Elon Musk, the world’s richest man and a visionary behind SpaceX, has flipped the switch on Starlink, delivering internet to Iranians amid a brutal regime crackdown.

This move comes on the heels of Israeli strikes targeting Iran’s nuclear facilities, as the Islamic Republic cuts off online access.

The former Department of Government Efficiency chief activated Starlink satellite internet service for Iranians on Saturday following the Islamic Republic's decision to impose nationwide internet restrictions.

As the Jerusalem PostĀ reports, that the Islamic Republic’s Communications Ministry announced the move, stating, "In view of the special conditions of the country, temporary restrictions have been imposed on the country’s internet."

This action followed a series of Israeli attacks on Iranian targets.

Starlink, a SpaceX-developed satellite constellation, provides high-speed internet to regions with limited connectivity, such as remote areas or conflict zones.

Elizabeth MacDonald, a Fox News contributor, highlighted its impact, noting, "Elon Musk turning on Starlink for Iran in 2022 was a game changer. Starlink connects directly to SpaceX satellites, bypassing Iran’s ground infrastructure. That means even during government-imposed shutdowns or censorship, users can still get online, and reportedly more than 100,000 inside Iran are doing that."

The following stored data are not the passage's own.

use serde_json::Value;

use super::{ClaimRule, RawClaim, Rejected};

/// A claim rule that only allows values from a predetermined list
///
/// Membership is strict: both the JSON type and the value must match, so
/// the integer `3`, the float `3.0`, and the string `"3"` are all distinct.
///
/// ```
/// use claimant::rule::{AllowedValues, ClaimRule, RawClaim};
///
/// let rule = AllowedValues::new(["ES256", "EdDSA"]);
///
/// assert!(rule.apply(RawClaim::from("ES256")).is_ok());
/// assert!(rule.apply(RawClaim::from("es256")).is_err());
/// ```
#[derive(Clone, Debug, Default, PartialEq, Eq)]
#[must_use]
pub struct AllowedValues {
    allowed: Vec<Value>,
}

impl AllowedValues {
    /// Constructs a rule allowing exactly the given values
    pub fn new<I>(allowed: I) -> Self
    where
        I: IntoIterator,
        I::Item: Into<Value>,
    {
        Self {
            allowed: allowed.into_iter().map(Into::into).collect(),
        }
    }

    /// Adds another allowed value
    pub fn or_allow(mut self, value: impl Into<Value>) -> Self {
        self.allowed.push(value.into());
        self
    }

    /// The allowed values, in the order they were configured
    #[inline]
    #[must_use]
    pub fn allowed(&self) -> &[Value] {
        &self.allowed
    }
}

impl ClaimRule for AllowedValues {
    fn apply(&self, value: RawClaim<'_>) -> Result<Value, Rejected> {
        let value = value.into_json();
        if self.allowed.contains(&value) {
            Ok(value)
        } else {
            Err(Rejected)
        }
    }
}
//! Seams for token encoders and decoders
//!
//! Signing, encryption, and the wire formats of JWS and JWE are left to a
//! backend. A backend implements [`TokenEncoder`] or [`TokenDecoder`] on raw
//! bytes and a header map; the provided methods take care of moving claims
//! in and out of a [`ClaimSet`].

use serde_json::{Map, Value};

use crate::{error, ClaimSet};

/// The serialization in which a token is encoded
#[derive(Clone, Copy, Debug, Default, PartialEq, Eq, Hash)]
pub enum Serialization {
    /// The compact, dot-separated serialization
    #[default]
    Compact,

    /// The general JSON serialization
    Json,

    /// The flattened JSON serialization
    Flattened,
}

/// A backend that turns a payload and header into a token
pub trait TokenEncoder {
    /// Encodes raw payload bytes under the given header
    ///
    /// When `serialization` is `None`, the encoder picks its own default.
    ///
    /// # Errors
    ///
    /// Returns an error if the encoder cannot produce a token.
    fn encode_binary(
        &self,
        payload: &[u8],
        header: &Map<String, Value>,
        serialization: Option<Serialization>,
    ) -> Result<String, error::EncodeError>;

    /// Encodes a claim set, using its header claim set if it has one
    ///
    /// # Errors
    ///
    /// Returns an error if the claims cannot be serialized or the encoder
    /// fails.
    fn encode(
        &self,
        claims: &ClaimSet,
        serialization: Option<Serialization>,
    ) -> Result<String, error::EncodeError> {
        let payload = claims.to_json_string()?;
        let header = claims
            .header()
            .map(|h| h.claims().clone())
            .unwrap_or_default();

        self.encode_binary(payload.as_bytes(), &header, serialization)
    }
}

/// A backend that turns a token back into a payload and header
pub trait TokenDecoder {
    /// Decodes a token into raw payload bytes and its header
    ///
    /// # Errors
    ///
    /// Returns an error if the token cannot be decoded or verified.
    fn decode_binary(
        &self,
        token: &str,
    ) -> Result<(Vec<u8>, Map<String, Value>), error::DecodeError>;

    /// Decodes a token into its claims
    ///
    /// When `into` is given, the payload is written through that claim set's
    /// rules and the header is written through the rules of its header claim
    /// set.
    ///
    /// # Errors
    ///
    /// Returns an error if the token cannot be decoded, if the payload is
    /// not a JSON object, or if the receiving claim set refuses a claim.
    fn decode(
        &self,
        token: &str,
        into: Option<&mut ClaimSet>,
    ) -> Result<Map<String, Value>, error::DecodeError> {
        let (payload, header) = self.decode_binary(token)?;

        let payload: Value = serde_json::from_slice(&payload).map_err(error::malformed_claims)?;
        let payload = match payload {
            Value::Object(map) => map,
            _ => return Err(error::not_an_object().into()),
        };

        if let Some(claims) = into {
            claims.load(Value::Object(payload.clone()))?;
            claims.header_mut().set_many(header)?;
        }

        Ok(payload)
    }
}

#[cfg(test)]
mod tests {
    use color_eyre::Result;
    use serde_json::json;

    use super::*;
    use crate::{
        rule::{AllowedValues, NumericDate},
        test::TS,
    };

    /// Joins header and payload with a newline, without any protection
    #[derive(Debug)]
    struct Plain;

    impl TokenEncoder for Plain {
        fn encode_binary(
            &self,
            payload: &[u8],
            header: &Map<String, Value>,
            serialization: Option<Serialization>,
        ) -> Result<String, error::EncodeError> {
            if serialization.unwrap_or_default() != Serialization::Compact {
                return Err(error::EncodeError::Encoder("only compact is supported".into()));
            }
            let header = serde_json::to_string(header).map_err(error::unexpected)?;
            let payload = std::str::from_utf8(payload).map_err(error::unexpected)?;
            Ok(format!("{header}\n{payload}"))
        }
    }

    impl TokenDecoder for Plain {
        fn decode_binary(
            &self,
            token: &str,
        ) -> Result<(Vec<u8>, Map<String, Value>), error::DecodeError> {
            let (header, payload) = token
                .split_once('\n')
                .ok_or_else(|| error::DecodeError::Decoder("no separator".into()))?;
            let header = serde_json::from_str(header)
                .map_err(|e| error::DecodeError::Decoder(e.into()))?;
            Ok((payload.as_bytes().to_vec(), header))
        }
    }

    #[test]
    fn encode_uses_payload_and_header() -> Result<()> {
        let mut claims = ClaimSet::new();
        claims.set("sub", "alice")?;
        claims.header_mut().set("alg", "none")?;

        let token = Plain.encode(&claims, None)?;
        assert_eq!(token, "{\"alg\":\"none\"}\n{\"sub\":\"alice\"}");
        Ok(())
    }

    #[test]
    fn encode_without_header_sends_an_empty_one() -> Result<()> {
        let token = Plain.encode(&ClaimSet::new(), Some(Serialization::Compact))?;
        assert_eq!(token, "{}\n{}");
        Ok(())
    }

    #[test]
    fn encoder_failures_propagate() {
        let err = Plain
            .encode(&ClaimSet::new(), Some(Serialization::Json))
            .unwrap_err();
        assert!(matches!(err, error::EncodeError::Encoder(_)));
    }

    #[test]
    fn decode_returns_the_payload() -> Result<()> {
        let payload = Plain.decode("{}\n{\"sub\":\"alice\",\"n\":1}", None)?;
        assert_eq!(Value::Object(payload), json!({"sub": "alice", "n": 1}));
        Ok(())
    }

    #[test]
    fn decode_into_applies_rules_and_header() -> Result<()> {
        let mut claims = ClaimSet::new().with_rule(["exp"], NumericDate::default())?;
        let token = format!("{{\"alg\":\"none\"}}\n{{\"exp\":\"{TS}\"}}");

        Plain.decode(&token, Some(&mut claims))?;
        assert_eq!(claims.get("exp"), Some(&json!(TS)));
        assert_eq!(
            claims.header().and_then(|h| h.get("alg")),
            Some(&json!("none"))
        );
        Ok(())
    }

    #[test]
    fn decode_into_keeps_header_rules() -> Result<()> {
        let mut claims = ClaimSet::new();
        claims
            .header_mut()
            .add_rule(["alg"], AllowedValues::new(["ES256"]))?;

        let err = Plain
            .decode("{\"alg\":\"none\"}\n{\"sub\":\"a\"}", Some(&mut claims))
            .unwrap_err();
        assert!(matches!(err, error::DecodeError::Write(_)));

        let header = claims.header().expect("header was prepared");
        assert!(header.has_rule("alg"));
        assert!(!header.contains("alg"));

        Plain.decode("{\"alg\":\"ES256\"}\n{\"sub\":\"a\"}", Some(&mut claims))?;
        assert_eq!(
            claims.header().and_then(|h| h.get("alg")),
            Some(&json!("ES256"))
        );
        Ok(())
    }

    #[test]
    fn decode_into_refuses_rejected_claims() -> Result<()> {
        let mut claims = ClaimSet::new().with_rule(["exp"], NumericDate::default())?;
        let err = Plain
            .decode("{}\n{\"exp\":\"later\"}", Some(&mut claims))
            .unwrap_err();
        assert!(matches!(err, error::DecodeError::Write(_)));
        Ok(())
    }

    #[test]
    fn decode_refuses_non_objects() {
        assert!(matches!(
            Plain.decode("{}\n[1,2]", None),
            Err(error::DecodeError::MalformedClaims(_))
        ));
        assert!(matches!(
            Plain.decode("{}\nnot json", None),
            Err(error::DecodeError::MalformedClaims(_))
        ));
        assert!(matches!(
            Plain.decode("no separator", None),
            Err(error::DecodeError::Decoder(_))
        ));
    }
}
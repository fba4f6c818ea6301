#![allow(dead_code)]

use std::sync::Mutex;

use claimant_clock::{TestClock, UnixTime};

use crate::diagnostic::{Diagnostic, DiagnosticSink};

/// 2023-11-06T21:37:34+00:00
pub const TS: i64 = 1_699_306_654;

pub fn fixed_clock() -> TestClock {
    TestClock::new(UnixTime(TS))
}

/// Remembers the message of every diagnostic it receives
#[derive(Debug, Default)]
pub struct Recorder {
    seen: Mutex<Vec<String>>,
}

impl Recorder {
    pub fn messages(&self) -> Vec<String> {
        self.seen.lock().map(|s| s.clone()).unwrap_or_default()
    }
}

impl DiagnosticSink for Recorder {
    fn notice(&self, diagnostic: &Diagnostic<'_>) {
        if let Ok(mut seen) = self.seen.lock() {
            seen.push(diagnostic.to_string());
        }
    }
}
//! Generic value filters
//!
//! Value filters are the general-purpose building blocks beneath the
//! specialized claim rules. A filter takes a JSON value and either returns
//! it in canonical form or fails. How a failure is reported is a matter of
//! configuration: with [`Failure::Soft`], a failing value is replaced by
//! `null`; with [`Failure::Hard`], the filter returns a [`FilterError`].
//!
//! [`Scalarity`] controls whether a filter accepts scalars, arrays of
//! scalars (filtered element by element), or either.

use std::fmt;

use serde_json::Value;
use thiserror::Error;

use crate::error;

/// How a filter reports a value it cannot accept
#[derive(Clone, Copy, Debug, Default, PartialEq, Eq, Hash)]
pub enum Failure {
    /// Replace the value with `null`
    Soft,

    /// Return a [`FilterError`]
    #[default]
    Hard,
}

/// The shape of value a filter accepts
#[derive(Clone, Copy, Debug, Default, PartialEq, Eq, Hash)]
pub enum Scalarity {
    /// Only scalars: strings, numbers, and booleans
    #[default]
    Scalar,

    /// Only arrays, each element of which is filtered as a scalar
    Array,

    /// Scalars or arrays of scalars
    Any,
}

/// Options shared by all value filters
#[derive(Clone, Copy, Debug, Default, PartialEq, Eq, Hash)]
pub struct FilterOptions {
    /// How failures are reported
    pub failure: Failure,

    /// Which shapes of value are accepted
    pub scalarity: Scalarity,
}

impl FilterOptions {
    fn fail(&self, filter: &'static str) -> Result<Value, FilterError> {
        match self.failure {
            Failure::Soft => Ok(Value::Null),
            Failure::Hard => Err(FilterError { filter }),
        }
    }
}

/// A value failed a filter configured for hard failure
#[derive(Copy, Clone, Debug, PartialEq, Eq, Hash, Error)]
#[error("value failed {filter} filter")]
pub struct FilterError {
    filter: &'static str,
}

impl FilterError {
    /// The name of the filter that failed
    #[must_use]
    pub fn filter(&self) -> &'static str {
        self.filter
    }
}

/// A filter over JSON values
pub trait ValueFilter: fmt::Debug + Send + Sync {
    /// Filters a value, returning it in canonical form
    ///
    /// # Errors
    ///
    /// Returns an error if the value cannot be accepted and the filter is
    /// configured for hard failure.
    fn filter_value(&self, value: Value) -> Result<Value, FilterError>;
}

impl<T> ValueFilter for &'_ T
where
    T: ValueFilter + ?Sized,
{
    #[inline]
    fn filter_value(&self, value: Value) -> Result<Value, FilterError> {
        T::filter_value(self, value)
    }
}

impl<T> ValueFilter for Box<T>
where
    T: ValueFilter + ?Sized,
{
    #[inline]
    fn filter_value(&self, value: Value) -> Result<Value, FilterError> {
        T::filter_value(self, value)
    }
}

/// A filter accepting integers within an inclusive range
///
/// Accepted inputs are integers, floats without a fractional part, `true`
/// (as `1`), and strings holding a decimal integer. Output is always a JSON
/// integer.
#[derive(Clone, Copy, Debug, PartialEq, Eq, Hash)]
#[must_use]
pub struct IntegerFilter {
    min: i64,
    max: i64,
    options: FilterOptions,
}

impl Default for IntegerFilter {
    #[inline]
    fn default() -> Self {
        Self::new()
    }
}

impl IntegerFilter {
    /// An integer filter accepting any `i64`
    #[inline]
    pub const fn new() -> Self {
        Self {
            min: i64::MIN,
            max: i64::MAX,
            options: FilterOptions {
                failure: Failure::Hard,
                scalarity: Scalarity::Scalar,
            },
        }
    }

    /// An integer filter accepting values in `min..=max`
    ///
    /// # Errors
    ///
    /// Returns an error if `min` is greater than `max`.
    pub fn with_range(min: i64, max: i64) -> Result<Self, error::InvalidRuleConfig> {
        if min > max {
            return Err(error::invalid_rule_config(format!(
                "integer range is empty: {min} > {max}"
            )));
        }

        Ok(Self::ordered(min, max))
    }

    pub(crate) const fn ordered(min: i64, max: i64) -> Self {
        debug_assert!(min <= max);
        Self {
            min,
            max,
            ..Self::new()
        }
    }

    /// Replaces the filter options
    #[inline]
    pub const fn with_options(self, options: FilterOptions) -> Self {
        Self { options, ..self }
    }

    /// The inclusive lower bound
    #[inline]
    #[must_use]
    pub const fn min(&self) -> i64 {
        self.min
    }

    /// The inclusive upper bound
    #[inline]
    #[must_use]
    pub const fn max(&self) -> i64 {
        self.max
    }

    /// The filter options
    #[inline]
    pub const fn options(&self) -> FilterOptions {
        self.options
    }

    pub(crate) fn accept(&self, value: &Value) -> Option<i64> {
        coerce_integer(value).filter(|n| (self.min..=self.max).contains(n))
    }

    fn filter_scalar(&self, value: &Value) -> Result<Value, FilterError> {
        match self.accept(value) {
            Some(n) => Ok(Value::from(n)),
            None => self.options.fail("integer"),
        }
    }

    fn filter_elements(&self, items: Vec<Value>) -> Result<Value, FilterError> {
        items
            .iter()
            .map(|item| self.filter_scalar(item))
            .collect::<Result<Vec<_>, _>>()
            .map(Value::Array)
    }
}

impl ValueFilter for IntegerFilter {
    fn filter_value(&self, value: Value) -> Result<Value, FilterError> {
        match (self.options.scalarity, value) {
            (Scalarity::Array | Scalarity::Any, Value::Array(items)) => self.filter_elements(items),
            (Scalarity::Array, _) => self.options.fail("integer"),
            (_, value) => self.filter_scalar(&value),
        }
    }
}

/// Reads an integer out of a JSON scalar
///
/// Arrays, objects, `null`, `false`, fractional floats, and strings that do
/// not hold a canonical decimal integer yield `None`.
pub(crate) fn coerce_integer(value: &Value) -> Option<i64> {
    match value {
        Value::Number(n) => n.as_i64().or_else(|| {
            let f = n.as_f64()?;
            // i64::MAX as f64 rounds up to 2^63, which is out of range
            if f.fract() == 0.0 && f >= i64::MIN as f64 && f < i64::MAX as f64 {
                Some(f as i64)
            } else {
                None
            }
        }),
        Value::Bool(true) => Some(1),
        Value::String(s) => parse_decimal(s.trim()),
        _ => None,
    }
}

fn parse_decimal(s: &str) -> Option<i64> {
    let digits = s.strip_prefix(&['+', '-'][..]).unwrap_or(s);
    let canonical = match digits.as_bytes() {
        [b'0'] => true,
        [b'1'..=b'9', rest @ ..] => rest.iter().all(u8::is_ascii_digit),
        _ => false,
    };

    if canonical {
        s.parse().ok()
    } else {
        None
    }
}
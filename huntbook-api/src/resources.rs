use chrono::SecondsFormat;
use huntbook_core::{ConfirmedBooking, Guide};
use serde::Serialize;

/// Response envelope, `{"data": ...}`.
#[derive(Debug, Serialize)]
pub struct Envelope<T> {
    pub data: T,
}

impl<T> Envelope<T> {
    pub fn new(data: T) -> Self {
        Self { data }
    }
}

#[derive(Debug, Serialize)]
pub struct GuideResource {
    pub id: i64,
    pub name: String,
    pub experience_years: i32,
    pub is_active: bool,
}

impl From<Guide> for GuideResource {
    fn from(guide: Guide) -> Self {
        Self {
            id: guide.id,
            name: guide.name,
            experience_years: guide.experience_years,
            is_active: guide.is_active,
        }
    }
}

#[derive(Debug, Serialize)]
pub struct BookingResource {
    pub id: i64,
    pub tour_name: String,
    pub hunter_name: String,
    pub guide: GuideResource,
    /// `YYYY-MM-DD`
    pub date: String,
    pub participants_count: i32,
    /// RFC 3339, UTC, microsecond precision
    pub created_at: String,
}

impl From<ConfirmedBooking> for BookingResource {
    fn from(confirmed: ConfirmedBooking) -> Self {
        let ConfirmedBooking { booking, guide } = confirmed;
        Self {
            id: booking.id,
            tour_name: booking.tour_name,
            hunter_name: booking.hunter_name,
            guide: guide.into(),
            date: booking.date.format("%Y-%m-%d").to_string(),
            participants_count: booking.participants_count,
            created_at: booking
                .created_at
                .to_rfc3339_opts(SecondsFormat::Micros, true),
        }
    }
}
use std::sync::Arc;

use huntbook_core::{BookingCoordinator, GuideDirectory};

#[derive(Clone)]
pub struct AppState {
    pub coordinator: Arc<BookingCoordinator>,
    pub guides: Arc<dyn GuideDirectory>,
}

impl AppState {
    pub fn new(coordinator: BookingCoordinator, guides: Arc<dyn GuideDirectory>) -> Self {
        Self {
            coordinator: Arc::new(coordinator),
            guides,
        }
    }
}
use axum::{
    body::Bytes,
    extract::State,
    http::StatusCode,
    routing::post,
    Json, Router,
};
use chrono::Utc;
use serde_json::Value;

use crate::error::AppError;
use crate::resources::{BookingResource, Envelope};
use crate::state::AppState;
use crate::validation::validate_booking;

pub fn routes() -> Router<AppState> {
    Router::new().route("/bookings", post(create_booking))
}

/// POST /bookings
/// Validate the request, then book the guide through the coordinator.
async fn create_booking(
    State(state): State<AppState>,
    body: Bytes,
) -> Result<(StatusCode, Json<Envelope<BookingResource>>), AppError> {
    // Malformed JSON is validated as an empty object.
    let payload: Value = serde_json::from_slice(&body).unwrap_or(Value::Null);

    let today = Utc::now().date_naive();
    let input = validate_booking(&payload, today, state.guides.as_ref()).await?;

    let confirmed = state.coordinator.create_booking(input).await?;

    Ok((
        StatusCode::CREATED,
        Json(Envelope::new(BookingResource::from(confirmed))),
    ))
}
use std::collections::{BTreeMap, HashMap};
use std::sync::Arc;

use async_trait::async_trait;
use chrono::{NaiveDate, Utc};
use tokio::sync::{Mutex, OwnedMutexGuard};

use crate::models::{Booking, Guide, NewBooking};
use crate::repository::{
    BookingDatabase, BookingStore, BookingTransaction, GuideDirectory, GuideStore,
    UNIQUE_GUIDE_DATE_CONSTRAINT,
};
use crate::StoreError;

#[derive(Default)]
struct MemoryState {
    guides: BTreeMap<i64, Guide>,
    bookings: Vec<Booking>,
    next_guide_id: i64,
    next_booking_id: i64,
}

impl MemoryState {
    fn is_taken(&self, guide_id: i64, date: NaiveDate) -> bool {
        self.bookings
            .iter()
            .any(|b| b.guide_id == guide_id && b.date == date)
    }
}

/// In-process booking backend with per-guide row locks, staged writes and the
/// `(guide_id, date)` uniqueness constraint. Used by tests and local runs.
#[derive(Clone, Default)]
pub struct InMemoryBookingDatabase {
    state: Arc<Mutex<MemoryState>>,
    guide_locks: Arc<Mutex<HashMap<i64, Arc<Mutex<()>>>>>,
}

impl InMemoryBookingDatabase {
    pub fn new() -> Self {
        Self::default()
    }

    pub async fn add_guide(&self, name: &str, experience_years: i32, is_active: bool) -> Guide {
        let mut state = self.state.lock().await;
        state.next_guide_id += 1;
        let guide = Guide {
            id: state.next_guide_id,
            name: name.to_string(),
            experience_years,
            is_active,
        };
        state.guides.insert(guide.id, guide.clone());
        guide
    }

    pub async fn set_active(&self, guide_id: i64, is_active: bool) {
        if let Some(guide) = self.state.lock().await.guides.get_mut(&guide_id) {
            guide.is_active = is_active;
        }
    }

    /// Delete a guide together with its bookings. Waits for any transaction
    /// holding the guide's row lock to finish first.
    pub async fn remove_guide(&self, guide_id: i64) -> bool {
        let _row_lock = self.guide_lock(guide_id).await.lock_owned().await;
        let mut state = self.state.lock().await;
        let removed = state.guides.remove(&guide_id).is_some();
        state.bookings.retain(|b| b.guide_id != guide_id);
        removed
    }

    /// Committed bookings in insertion order.
    pub async fn bookings(&self) -> Vec<Booking> {
        self.state.lock().await.bookings.clone()
    }

    async fn guide_lock(&self, guide_id: i64) -> Arc<Mutex<()>> {
        self.guide_locks
            .lock()
            .await
            .entry(guide_id)
            .or_default()
            .clone()
    }
}

#[async_trait]
impl BookingDatabase for InMemoryBookingDatabase {
    async fn begin(&self) -> Result<Box<dyn BookingTransaction>, StoreError> {
        Ok(Box::new(InMemoryTransaction {
            db: self.clone(),
            held: HashMap::new(),
            pending: Vec::new(),
            finished: false,
        }))
    }
}

#[async_trait]
impl GuideDirectory for InMemoryBookingDatabase {
    async fn find(&self, guide_id: i64) -> Result<Option<Guide>, StoreError> {
        Ok(self.state.lock().await.guides.get(&guide_id).cloned())
    }

    async fn list_active(&self, min_experience: Option<i32>) -> Result<Vec<Guide>, StoreError> {
        let state = self.state.lock().await;
        let mut guides: Vec<Guide> = state
            .guides
            .values()
            .filter(|g| g.is_active)
            .filter(|g| min_experience.map_or(true, |min| g.experience_years >= min))
            .cloned()
            .collect();
        guides.sort_by(|a, b| b.experience_years.cmp(&a.experience_years).then(a.id.cmp(&b.id)));
        Ok(guides)
    }
}

/// Transaction over [`InMemoryBookingDatabase`]. Writes stay private until commit;
/// guide locks are released on commit, rollback or drop.
pub struct InMemoryTransaction {
    db: InMemoryBookingDatabase,
    held: HashMap<i64, OwnedMutexGuard<()>>,
    pending: Vec<Booking>,
    finished: bool,
}

impl InMemoryTransaction {
    fn ensure_open(&self) -> Result<(), StoreError> {
        if self.finished {
            return Err(StoreError::Database("transaction already finished".to_string()));
        }
        Ok(())
    }

    fn release(&mut self) {
        self.pending.clear();
        self.held.clear();
        self.finished = true;
    }
}

fn guide_date_violation() -> StoreError {
    StoreError::UniqueViolation {
        constraint: UNIQUE_GUIDE_DATE_CONSTRAINT.to_string(),
    }
}

#[async_trait]
impl GuideStore for InMemoryTransaction {
    async fn lock_and_get(&mut self, guide_id: i64) -> Result<Option<Guide>, StoreError> {
        self.ensure_open()?;

        if !self.db.state.lock().await.guides.contains_key(&guide_id) {
            return Ok(None);
        }

        if !self.held.contains_key(&guide_id) {
            let lock = self.db.guide_lock(guide_id).await;
            let guard = lock.lock_owned().await;
            self.held.insert(guide_id, guard);
        }

        // Re-read under the lock so the caller sees the latest committed row.
        Ok(self.db.state.lock().await.guides.get(&guide_id).cloned())
    }

    async fn has_booking_on(&mut self, guide_id: i64, date: NaiveDate) -> Result<bool, StoreError> {
        self.ensure_open()?;
        let staged = self
            .pending
            .iter()
            .any(|b| b.guide_id == guide_id && b.date == date);
        Ok(staged || self.db.state.lock().await.is_taken(guide_id, date))
    }
}

#[async_trait]
impl BookingStore for InMemoryTransaction {
    async fn insert(&mut self, booking: &NewBooking) -> Result<Booking, StoreError> {
        self.ensure_open()?;

        let mut state = self.db.state.lock().await;
        if !state.guides.contains_key(&booking.guide_id) {
            return Err(StoreError::Database(format!(
                "foreign key violation: guide {} does not exist",
                booking.guide_id
            )));
        }

        let staged = self
            .pending
            .iter()
            .any(|b| b.guide_id == booking.guide_id && b.date == booking.date);
        if staged || state.is_taken(booking.guide_id, booking.date) {
            return Err(guide_date_violation());
        }

        state.next_booking_id += 1;
        let row = booking.clone().into_booking(state.next_booking_id, Utc::now());
        drop(state);

        self.pending.push(row.clone());
        Ok(row)
    }
}

#[async_trait]
impl BookingTransaction for InMemoryTransaction {
    async fn commit(&mut self) -> Result<(), StoreError> {
        self.ensure_open()?;

        let shared = self.db.state.clone();
        let mut state = shared.lock().await;
        let orphan = self
            .pending
            .iter()
            .find(|row| !state.guides.contains_key(&row.guide_id))
            .map(|row| row.guide_id);
        if let Some(guide_id) = orphan {
            self.release();
            return Err(StoreError::Database(format!(
                "foreign key violation: guide {guide_id} does not exist"
            )));
        }
        if self.pending.iter().any(|row| state.is_taken(row.guide_id, row.date)) {
            self.release();
            return Err(guide_date_violation());
        }
        state.bookings.append(&mut self.pending);
        drop(state);

        self.release();
        Ok(())
    }

    async fn rollback(&mut self) -> Result<(), StoreError> {
        self.ensure_open()?;
        self.release();
        Ok(())
    }
}
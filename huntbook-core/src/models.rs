use chrono::{DateTime, NaiveDate, Utc};
use serde::{Deserialize, Serialize};

/// A tour operator who can be booked for at most one hunt per calendar date.
#[derive(Debug, Clone, PartialEq, Eq, Serialize, Deserialize)]
pub struct Guide {
    pub id: i64,
    pub name: String,
    pub experience_years: i32,
    pub is_active: bool,
}

/// A persisted reservation of one guide on one date.
#[derive(Debug, Clone, PartialEq, Eq, Serialize, Deserialize)]
pub struct Booking {
    pub id: i64,
    pub tour_name: String,
    pub hunter_name: String,
    pub guide_id: i64,
    pub date: NaiveDate,
    pub participants_count: i32,
    pub created_at: DateTime<Utc>,
}

/// Shape-validated booking input, not yet checked against guide state.
#[derive(Debug, Clone, PartialEq, Eq, Serialize, Deserialize)]
pub struct NewBooking {
    pub tour_name: String,
    pub hunter_name: String,
    pub guide_id: i64,
    pub date: NaiveDate,
    pub participants_count: i32,
}

/// A committed booking joined with the guide it was locked against.
#[derive(Debug, Clone, PartialEq, Eq, Serialize)]
pub struct ConfirmedBooking {
    pub booking: Booking,
    pub guide: Guide,
}

impl NewBooking {
    /// Materialise the row the storage layer would write.
    pub fn into_booking(self, id: i64, created_at: DateTime<Utc>) -> Booking {
        Booking {
            id,
            tour_name: self.tour_name,
            hunter_name: self.hunter_name,
            guide_id: self.guide_id,
            date: self.date,
            participants_count: self.participants_count,
            created_at,
        }
    }
}

#[cfg(test)]
mod tests {
    use super::*;

    #[test]
    fn test_new_booking_deserialization() {
        let json = r#"
            {
                "tour_name": "Elk Mountain Hunt",
                "hunter_name": "Jane Doe",
                "guide_id": 3,
                "date": "2030-09-14",
                "participants_count": 4
            }
        "#;
        let input: NewBooking = serde_json::from_str(json).expect("Failed to deserialize");
        assert_eq!(input.guide_id, 3);
        assert_eq!(input.date, NaiveDate::from_ymd_opt(2030, 9, 14).unwrap());

        let created_at = Utc::now();
        let booking = input.into_booking(7, created_at);
        assert_eq!(booking.id, 7);
        assert_eq!(booking.tour_name, "Elk Mountain Hunt");
        assert_eq!(booking.created_at, created_at);
    }
}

During the 2022 "Woman, Life, Freedom" protests, Starlink enabled Iranians to communicate and share footage globally despite network blackouts," she added.

MacDonald also mentioned ongoing tests of "direct-to-cell" capabilities, which could allow smartphone connections without a dish, potentially expanding access and supporting free expression and protest coordination.

Musk confirmed the activation, noting on Saturday, "The beams are on."

This follows the regime’s internet shutdowns, which were triggered by Israeli military actions.

Adding to the tension, Israeli Prime Minister Benjamin Netanyahu addressed the Iranian people on Friday, urging resistance against the regime.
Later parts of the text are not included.